What is wrong with my php code and sql commnads?

Question

$con = mysql_connect("localhost","root","mysql");
if (!$con)
{
die('Could not connect: ' . mysql_error());
}
mysql_select_db("db", $con);
$name=$_POST["name"];
$address=$_POST["address"];
$email=$_POST["email"];

$sql="INSERT INTO patient (PatientName,Address,Email) VALUES ('$name','$address','$email')";
$results=mysql_query($sql)

$selects=mysql_query("SELECT * FROM patient");
$row=mysql_fetch_array($selects);

$num=rand(1,4);
echo $num;
if($num==$row[0])
{
echo 'number exists';
$random=rand(1,4);
$mysql="UPDATE patient SET PatientID='$random'";
}
else
{
$set="INSERT INTO patient (PatientID) VALUE ('$num')";
}
?>

What i am doing is first inserting the patient details to database
Then i am selecting the complete table
Then i let the program create a random number.

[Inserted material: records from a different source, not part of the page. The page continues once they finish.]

//! Grammar test runner implementation.

use std::path::Path;
use std::time::Instant;

use anyhow::Result;
use querygram_grammar::{AttrValues, Grammar, MatchState};
use serde::{Deserialize, Serialize};
use tracing::debug;

/// Test case embedded in a grammar file.
#[derive(Debug, Clone, Deserialize)]
pub struct TestCase {
    pub query: String,
    /// Whether the root rule must cover the whole query.
    #[serde(default = "default_matched")]
    pub matched: bool,
    #[serde(default)]
    pub attrs: Option<AttrValues>,
    #[serde(default)]
    pub remaining: Option<Vec<String>>,
}

fn default_matched() -> bool {
    true
}

/// Outcome of one derivation (JSON-friendly).
#[derive(Debug, Clone, PartialEq, Serialize, Deserialize)]
pub struct Extraction {
    pub query: String,
    pub matched: bool,
    #[serde(default)]
    pub attrs: AttrValues,
    #[serde(default)]
    pub remaining: Vec<String>,
    #[serde(default, skip_serializing_if = "Option::is_none")]
    pub matched_tokens: Option<Vec<String>>,
}

impl Extraction {
    pub fn new(query: &str, state: &MatchState) -> Self {
        Self {
            query: query.to_string(),
            matched: state.is_complete(),
            attrs: state.attrs().cloned().unwrap_or_default(),
            remaining: state.remaining_tokens().to_vec(),
            matched_tokens: state.matched_tokens().map(<[String]>::to_vec),
        }
    }
}

/// Result of running one test case.
#[derive(Debug, Clone, Serialize, Deserialize)]
pub struct CaseResult {
    pub query: String,
    pub actual: Extraction,
    pub duration_us: u64,
    pub status: String, // "pass", "fail"
    #[serde(default, skip_serializing_if = "Vec::is_empty")]
    pub mismatches: Vec<String>,
}

impl CaseResult {
    pub fn passed(&self) -> bool {
        self.status == "pass"
    }
}

/// Full test report.
#[derive(Debug, Clone, Default, Serialize, Deserialize)]
pub struct TestReport {
    pub grammar: String,
    pub root: String,
    pub rule_count: usize,
    pub total_cases: usize,
    pub passed: usize,
    pub failed: usize,
    pub pass_rate: f64,
    pub cases: Vec<CaseResult>,
}

/// Runs the root rule of `grammar` over `query`.
pub fn extract(grammar: &Grammar, query: &str) -> Extraction {
    let state = grammar.extract(query);
    debug!(query, matched = state.is_complete(), "extracted");
    Extraction::new(query, &state)
}

/// Runs every test case against `grammar`.
pub fn run(grammar: &Grammar, name: &str, cases: &[TestCase]) -> TestReport {
    let results: Vec<CaseResult> = cases.iter().map(|tc| run_case(grammar, tc)).collect();
    let passed = results.iter().filter(|r| r.passed()).count();
    let total = results.len();

    TestReport {
        grammar: name.to_string(),
        root: grammar.root_name().to_string(),
        rule_count: grammar.rule_names().count(),
        total_cases: total,
        passed,
        failed: total - passed,
        pass_rate: if total > 0 {
            passed as f64 / total as f64 * 100.0
        } else {
            0.0
        },
        cases: results,
    }
}

fn run_case(grammar: &Grammar, tc: &TestCase) -> CaseResult {
    let start = Instant::now();
    let actual = extract(grammar, &tc.query);
    let duration_us = start.elapsed().as_micros() as u64;

    let mismatches = compare(tc, &actual);
    CaseResult {
        query: tc.query.clone(),
        actual,
        duration_us,
        status: if mismatches.is_empty() { "pass" } else { "fail" }.to_string(),
        mismatches,
    }
}

/// Lists every expectation of `tc` that `actual` does not meet.
fn compare(tc: &TestCase, actual: &Extraction) -> Vec<String> {
    let mut mismatches = Vec::new();

    if tc.matched != actual.matched {
        mismatches.push(format!(
            "matched: expected {}, got {}",
            tc.matched, actual.matched
        ));
    }
    if let Some(attrs) = &tc.attrs
        && *attrs != actual.attrs
    {
        mismatches.push(format!(
            "attrs: expected {}, got {}",
            format_attrs(attrs),
            format_attrs(&actual.attrs)
        ));
    }
    if let Some(remaining) = &tc.remaining
        && *remaining != actual.remaining
    {
        mismatches.push(format!(
            "remaining: expected {:?}, got {:?}",
            remaining, actual.remaining
        ));
    }

    mismatches
}

/// Formats attributes as `{1: [1, 2], 10: [3]}`.
pub fn format_attrs(attrs: &AttrValues) -> String {
    let body = attrs
        .iter()
        .map(|(attr, values)| {
            let values = values
                .iter()
                .map(u64::to_string)
                .collect::<Vec<_>>()
                .join(", ");
            format!("{attr}: [{values}]")
        })
        .collect::<Vec<_>>()
        .join(", ");
    format!("{{{body}}}")
}

/// Save report to file.
pub fn save_report(report: &TestReport, path: &Path) -> Result<()> {
    let data = serde_json::to_string_pretty(report)?;
    std::fs::write(path, data)?;
    Ok(())
}

/// Print one extraction.
pub fn print_extraction(ex: &Extraction) {
    let status = if ex.matched { "MATCH" } else { "NO MATCH" };
    println!("{}: {}", status, ex.query);
    println!("  attrs:     {}", format_attrs(&ex.attrs));
    if !ex.remaining.is_empty() {
        println!("  remaining: {}", ex.remaining.join(" "));
    }
    if let Some(tokens) = &ex.matched_tokens {
        println!("  tokens:    {}", tokens.join(" "));
    }
}

/// Print per-case results and the summary.
pub fn print_summary(report: &TestReport) {
    println!("\n{}", "=".repeat(80));
    println!("GRAMMAR TESTS: {} (root: {})", report.grammar, report.root);
    println!("{}", "=".repeat(80));

    for cr in &report.cases {
        println!(
            "{:<6} {:>8}us  {}",
            cr.status.to_uppercase(),
            cr.duration_us,
            cr.query
        );
        for m in &cr.mismatches {
            println!("         {}", m);
        }
    }

    println!("{}", "-".repeat(80));
    println!(
        "{} cases, {} passed, {} failed ({:.1}%)",
        report.total_cases, report.passed, report.failed, report.pass_rate
    );
}
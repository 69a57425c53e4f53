/// Splits a query into tokens on whitespace.
///
/// Tokens are kept as written: no case folding, punctuation stripping or
/// stemming.
pub fn tokenize(query: &str) -> Vec<String> {
    query.split_whitespace().map(str::to_owned).collect()
}

#[cfg(test)]
mod tests {
    use super::*;

    #[test]
    fn test_tokenize() {
        assert_eq!(tokenize(""), Vec::<String>::new());
        assert_eq!(tokenize("   "), Vec::<String>::new());
        assert_eq!(
            tokenize("снять 2к квартиру"),
            vec!["снять", "2к", "квартиру"]
        );
        assert_eq!(tokenize("  Lorem\tIPSUM \n dolor "), vec!["Lorem", "IPSUM", "dolor"]);
    }
}
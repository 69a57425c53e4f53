//! Matchers built from other matchers.
//!
//! Every child attempt runs on a [`MatchState::branch`] of the current state,
//! so a failed child cannot leak memory writes or ledger entries into the
//! caller. Only a successful child's state is carried forward.

use tracing::trace;

use crate::matcher::{Match, Matcher};
use crate::options::MatchOptions;
use crate::state::{MatchState, RuleId};

/// Appends `fragment` to `acc`, keeping `None` while nothing was recorded.
fn extend_tokens(acc: &mut Option<Vec<String>>, fragment: Option<Vec<String>>) {
    let Some(fragment) = fragment else {
        return;
    };
    match acc {
        Some(tokens) => tokens.extend(fragment),
        None => *acc = Some(fragment),
    }
}

/// Applies its children one after another. All or nothing.
#[derive(Debug, Clone)]
pub struct SequenceMatcher {
    children: Vec<Matcher>,
    options: MatchOptions,
}

impl SequenceMatcher {
    pub fn new(children: Vec<Matcher>, options: MatchOptions) -> Self {
        Self { children, options }
    }

    pub fn children(&self) -> &[Matcher] {
        &self.children
    }
}

impl Match for SequenceMatcher {
    fn apply(&self, state: MatchState) -> MatchState {
        if state.remaining_tokens().is_empty() || self.children.is_empty() {
            return MatchState::failure(state.take_remaining());
        }

        let mut matched = self.options.keep_matched_tokens.then(Vec::new);
        let mut current = state.branch();
        for (idx, child) in self.children.iter().enumerate() {
            current = child.apply(current.branch());
            if !current.has_match() {
                trace!(child = idx, "sequence: child failed");
                return MatchState::failure(state.take_remaining());
            }
            if let Some(tokens) = matched.as_mut() {
                tokens.extend(current.take_matched_tokens().unwrap_or_default());
            }
        }

        let (remaining, _, memory) = current.into_parts();
        MatchState::success(remaining, matched, memory)
    }
}

/// Covers the whole input with its children, in any order and any number of
/// times.
///
/// Each pass tries the children in order and restarts from the first one
/// after a success. The matcher succeeds once no tokens remain and fails
/// when a pass makes no progress. Matched tokens of every successful child
/// are accumulated; those of the input state are not carried over.
#[derive(Debug, Clone)]
pub struct FullTextMatcher {
    children: Vec<Matcher>,
}

impl FullTextMatcher {
    pub fn new(children: Vec<Matcher>) -> Self {
        Self { children }
    }

    pub fn children(&self) -> &[Matcher] {
        &self.children
    }

    /// First child that matches `state`, tried on branches.
    fn first_match(&self, state: &MatchState) -> Option<MatchState> {
        self.children
            .iter()
            .map(|child| child.apply(state.branch()))
            .find(MatchState::has_match)
    }
}

impl Match for FullTextMatcher {
    fn apply(&self, state: MatchState) -> MatchState {
        let mut current = state.branch();
        current.take_matched_tokens();
        loop {
            let Some(mut next) = self.first_match(&current) else {
                trace!(
                    remaining = ?current.remaining_tokens(),
                    "full text: no child advanced"
                );
                return MatchState::failure(state.take_remaining());
            };

            let (_, mut matched, _) = current.into_parts();
            extend_tokens(&mut matched, next.take_matched_tokens());
            let (remaining, _, memory) = next.into_parts();
            let done = remaining.is_empty();
            current = MatchState::success(remaining, matched, memory);
            if done {
                return current;
            }
        }
    }
}

/// Ordered alternation: the first child that matches wins.
#[derive(Debug, Clone)]
pub struct OneOfMatcher {
    children: Vec<Matcher>,
}

impl OneOfMatcher {
    pub fn new(children: Vec<Matcher>) -> Self {
        Self { children }
    }

    pub fn children(&self) -> &[Matcher] {
        &self.children
    }
}

impl Match for OneOfMatcher {
    fn apply(&self, state: MatchState) -> MatchState {
        for child in &self.children {
            let next = child.apply(state.branch());
            if next.has_match() {
                return next;
            }
        }
        MatchState::failure(state.take_remaining())
    }
}

/// Lets its child match at most once per derivation.
///
/// Use is recorded in the memory ledger of the resulting state rather than
/// on the matcher, so one matcher tree can serve any number of derivations,
/// including concurrent ones.
#[derive(Debug, Clone)]
pub struct OnceMatcher {
    id: RuleId,
    child: Box<Matcher>,
}

impl OnceMatcher {
    pub fn new(child: Matcher) -> Self {
        Self {
            id: RuleId::next(),
            child: Box::new(child),
        }
    }

    pub fn id(&self) -> RuleId {
        self.id
    }

    pub fn child(&self) -> &Matcher {
        &self.child
    }
}

impl Match for OnceMatcher {
    fn apply(&self, state: MatchState) -> MatchState {
        if state.memory().is_some_and(|memory| memory.is_used(self.id)) {
            trace!(rule = %self.id, "once: already used in this derivation");
            return MatchState::failure(state.take_remaining());
        }

        let next = self.child.apply(state.branch());
        if !next.has_match() {
            return MatchState::failure(state.take_remaining());
        }

        let (remaining, matched, mut memory) = next.into_parts();
        memory.mark_used(self.id);
        MatchState::success(remaining, matched, memory)
    }
}

/// Best-effort conjunction: every child that matches contributes.
///
/// Each child is tried against the state left by the children that matched
/// before it. Succeeds when at least one child matched.
#[derive(Debug, Clone)]
pub struct TryAllMatcher {
    children: Vec<Matcher>,
}

impl TryAllMatcher {
    pub fn new(children: Vec<Matcher>) -> Self {
        Self { children }
    }

    pub fn children(&self) -> &[Matcher] {
        &self.children
    }
}

impl Match for TryAllMatcher {
    fn apply(&self, state: MatchState) -> MatchState {
        let mut current: Option<MatchState> = None;
        let mut matched = None;

        for child in &self.children {
            let base = current.as_ref().unwrap_or(&state);
            let mut next = child.apply(base.branch());
            if next.has_match() {
                extend_tokens(&mut matched, next.take_matched_tokens());
                current = Some(next);
            }
        }

        match current {
            Some(current) => {
                let (remaining, _, memory) = current.into_parts();
                MatchState::success(remaining, matched, memory)
            }
            None => MatchState::failure(state.take_remaining()),
        }
    }
}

If random number created exists in the PatientID column let the program create another random number and save it .

Answer 1

Why not just use auto increment for your PatientID field in the MySQL database?

Answer 2

The one thing that pops into my mind, is the lack of a semi-colon (;) at the end of what would be Line 16 $results=mysql_query($sql) <--Semi-Colon needed $results=mysql_query($sql); First thing I always do when I get an error on x line is to look at the preceding line. So since your error was a line 17, look at line 16. Doesn't always mean that the error is on the preceding line, but its a good starting place for me. ----- They always say two heads are better than one. The semi colon removes the error, as you've seen, but the answer the second person gave should insert the data into the database (adding ", $con) $results=mysql_query($sql, $con); The mysql_query, the way you had it coded, wasn't telling PHP which database to connect to ($con).